The foregoing results suggest that the reduced viability of murine haES cells could be due to chromosome segregation problems, which ultimately trigger a p53-dependent cytotoxic response. In agreement with this idea, haES cells were more sensitive than diploid ES cells to the microtubule poison taxol in a p53-dependent manner (Fig. 4D). Recent work has shown that chromosome segregation problems can arise due to replication stress (RS), which leads to regions of the genome entering mitosis before they have been fully replicated (28).

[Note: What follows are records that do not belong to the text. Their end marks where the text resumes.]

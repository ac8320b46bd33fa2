use num_enum::{IntoPrimitive, TryFromPrimitive};

/// The data_coding scheme byte. Decoding never fails: bytes that are
/// neither a known default-alphabet code point nor a GSM message-class
/// pattern round-trip through the `Raw` arm, since charset interpretation
/// is outside the codec's contract.
#[derive(Copy, Clone, Debug, PartialEq, Eq, Hash)]
pub enum DataCoding {
    /// One of the standard alphabet code points (scheme nibble 0x0).
    Default(DataCodingDefault),
    /// GSM message-class scheme, nibble 0xF.
    GsmMessageClass {
        coding: GsmMsgCoding,
        class: GsmMsgClass,
    },
    /// Any other byte, preserved verbatim.
    Raw(u8),
}

/// Standard data_coding alphabet code points.
#[derive(IntoPrimitive, TryFromPrimitive)]
#[repr(u8)]
#[derive(Copy, Clone, Debug, Default, PartialEq, Eq, Hash)]
pub enum DataCodingDefault {
    #[default]
    SmscDefaultAlphabet = 0x00,
    Ia5Ascii = 0x01,
    OctetUnspecified = 0x02,
    Latin1 = 0x03,
    OctetUnspecifiedCommon = 0x04,
    Jis = 0x05,
    Cyrillic = 0x06,
    LatinHebrew = 0x07,
    Ucs2 = 0x08,
    Pictogram = 0x09,
    Iso2022Jp = 0x0A,
    ExtendedKanjiJis = 0x0D,
    KsC5601 = 0x0E,
}

/// Message coding bit (bit 2) of the GSM message-class scheme.
#[derive(IntoPrimitive, TryFromPrimitive)]
#[repr(u8)]
#[derive(Copy, Clone, Debug, Default, PartialEq, Eq, Hash)]
pub enum GsmMsgCoding {
    #[default]
    DefaultAlphabet = 0x00,
    Data8Bit = 0x04,
}

/// Message class bits (bits 1-0) of the GSM message-class scheme.
#[derive(IntoPrimitive, TryFromPrimitive)]
#[repr(u8)]
#[derive(Copy, Clone, Debug, Default, PartialEq, Eq, Hash)]
pub enum GsmMsgClass {
    #[default]
    Class0 = 0x00,
    Class1 = 0x01,
    Class2 = 0x02,
    Class3 = 0x03,
}

impl DataCoding {
    const GSM_SCHEME: u8 = 0xF0;
    const GSM_CODING_MASK: u8 = 0x04;
    const GSM_CLASS_MASK: u8 = 0x03;

    pub fn to_byte(self) -> u8 {
        match self {
            DataCoding::Default(code) => code.into(),
            DataCoding::GsmMessageClass { coding, class } => {
                Self::GSM_SCHEME | u8::from(coding) | u8::from(class)
            }
            DataCoding::Raw(value) => value,
        }
    }

    pub fn from_byte(value: u8) -> Self {
        if value & Self::GSM_SCHEME == Self::GSM_SCHEME {
            // Bit 3 of the scheme data is reserved; a set bit falls back to Raw
            // so the byte still round-trips exactly.
            if value & 0x08 != 0 {
                return DataCoding::Raw(value);
            }
            let coding = match value & Self::GSM_CODING_MASK {
                0x00 => GsmMsgCoding::DefaultAlphabet,
                _ => GsmMsgCoding::Data8Bit,
            };
            let class = match value & Self::GSM_CLASS_MASK {
                0x00 => GsmMsgClass::Class0,
                0x01 => GsmMsgClass::Class1,
                0x02 => GsmMsgClass::Class2,
                _ => GsmMsgClass::Class3,
            };
            return DataCoding::GsmMessageClass { coding, class };
        }
        match DataCodingDefault::try_from(value) {
            Ok(code) => DataCoding::Default(code),
            Err(_) => DataCoding::Raw(value),
        }
    }
}

impl Default for DataCoding {
    fn default() -> Self {
        DataCoding::Default(DataCodingDefault::SmscDefaultAlphabet)
    }
}

#[cfg(test)]
mod tests {
    use super::*;

    #[test]
    fn default_code_points() {
        assert_eq!(
            DataCoding::from_byte(0x03),
            DataCoding::Default(DataCodingDefault::Latin1)
        );
        assert_eq!(DataCoding::from_byte(0x03).to_byte(), 0x03);
    }

    #[test]
    fn gsm_message_class() {
        let dc = DataCoding::from_byte(0xF2);
        assert_eq!(
            dc,
            DataCoding::GsmMessageClass {
                coding: GsmMsgCoding::DefaultAlphabet,
                class: GsmMsgClass::Class2,
            }
        );
        assert_eq!(dc.to_byte(), 0xF2);
    }

    #[test]
    fn unknown_bytes_round_trip_raw() {
        for value in [0x0Bu8, 0x10, 0x7F, 0xC3, 0xF8] {
            let dc = DataCoding::from_byte(value);
            assert_eq!(dc.to_byte(), value);
        }
    }
}
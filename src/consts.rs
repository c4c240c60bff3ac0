//! # Constants
//!
//! Wire-format constants for both envelope types, plus the PBKDF2 iteration
//! bounds used by encryption and the default decrypt-side ceiling.

/// Envelope format version written into byte 0 of every header.
pub const FORMAT_VERSION: u8 = 1;

/// Envelope type byte for key-encrypted (raw) envelopes.
pub const TYPE_KEY: u8 = 1;

/// Envelope type byte for password-encrypted envelopes.
pub const TYPE_PASSWORD: u8 = 2;

/// AES block size.
pub const BLOCK_SIZE: usize = 16;

/// Length of the truncated per-block HMAC tag.
pub const TAG_LEN: usize = 2;

/// One body unit: ciphertext block followed by its tag.
pub const UNIT_LEN: usize = BLOCK_SIZE + TAG_LEN;

/// CBC initialization vector length.
pub const IV_LEN: usize = 16;

/// PBKDF2 salt length carried in password headers.
pub const SALT_LEN: usize = 64;

/// `version(1) + type(1) + iv(16)`
pub const RAW_HEADER_LEN: usize = 2 + IV_LEN;

/// `version(1) + type(1) + iterations(4) + salt(64) + iv(16)`
pub const PASSWORD_HEADER_LEN: usize = 2 + 4 + SALT_LEN + IV_LEN;

/// Whole-message MAC length in password mode (HMAC-SHA256).
pub const PASSWORD_MAC_LEN: usize = 32;

/// Output length of the PBKDF2-HMAC-SHA512 derivation (encryption half + authentication half).
pub const DERIVED_KEY_LEN: usize = 64;

/// Minimum allowed PBKDF2 iteration count.
pub const PBKDF2_MIN_ITER: u32 = 1;

/// Maximum PBKDF2 iteration count accepted when encrypting.
///
/// Set to `5_000_000` to keep derivation times bounded while still allowing
/// high-security configurations.
pub const PBKDF2_MAX_ITER: u32 = 5_000_000;

/// Default PBKDF2 iteration count for password encryption.
pub const DEFAULT_PBKDF2_ITERATIONS: u32 = 300_000;

/// Default ceiling a password decryptor enforces before deriving a key from
/// an untrusted header.
pub const DEFAULT_MAX_ITERATIONS: u32 = PBKDF2_MAX_ITER;

/// Valid encryption secret lengths (AES-128/192/256).
pub const ENCRYPTION_SECRET_LENGTHS: [usize; 3] = [16, 24, 32];

/// Valid authentication secret lengths (HMAC-SHA224/256/384/512).
pub const AUTHENTICATION_SECRET_LENGTHS: [usize; 4] = [28, 32, 48, 64];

Although we cannot dismiss the possibility that discrete regions of the genome might be affected by RS in haES cells, we did not find an overall increase in RS or DNA damage markers, such as nuclear foci of 53BP1 or histone H2AX phosphorylation (SI Appendix, Fig. S4). Thus, the segregation deficiencies observed in haES cells should reflect bona fide mitotic problems. Given that animal oocytes lose their centrosomes during meiosis, which are provided by the sperm during fertilization, we considered the possibility that the segregation abnormalities could arise from a deficiency of centrosomes in haES cells. Surprisingly, however, immunofluorescence analyses of γ-tubulin revealed normal numbers of centrosomes in haES cells, implying the de novo formation of these structures in haploid stem cells (SI Appendix, Fig. S5).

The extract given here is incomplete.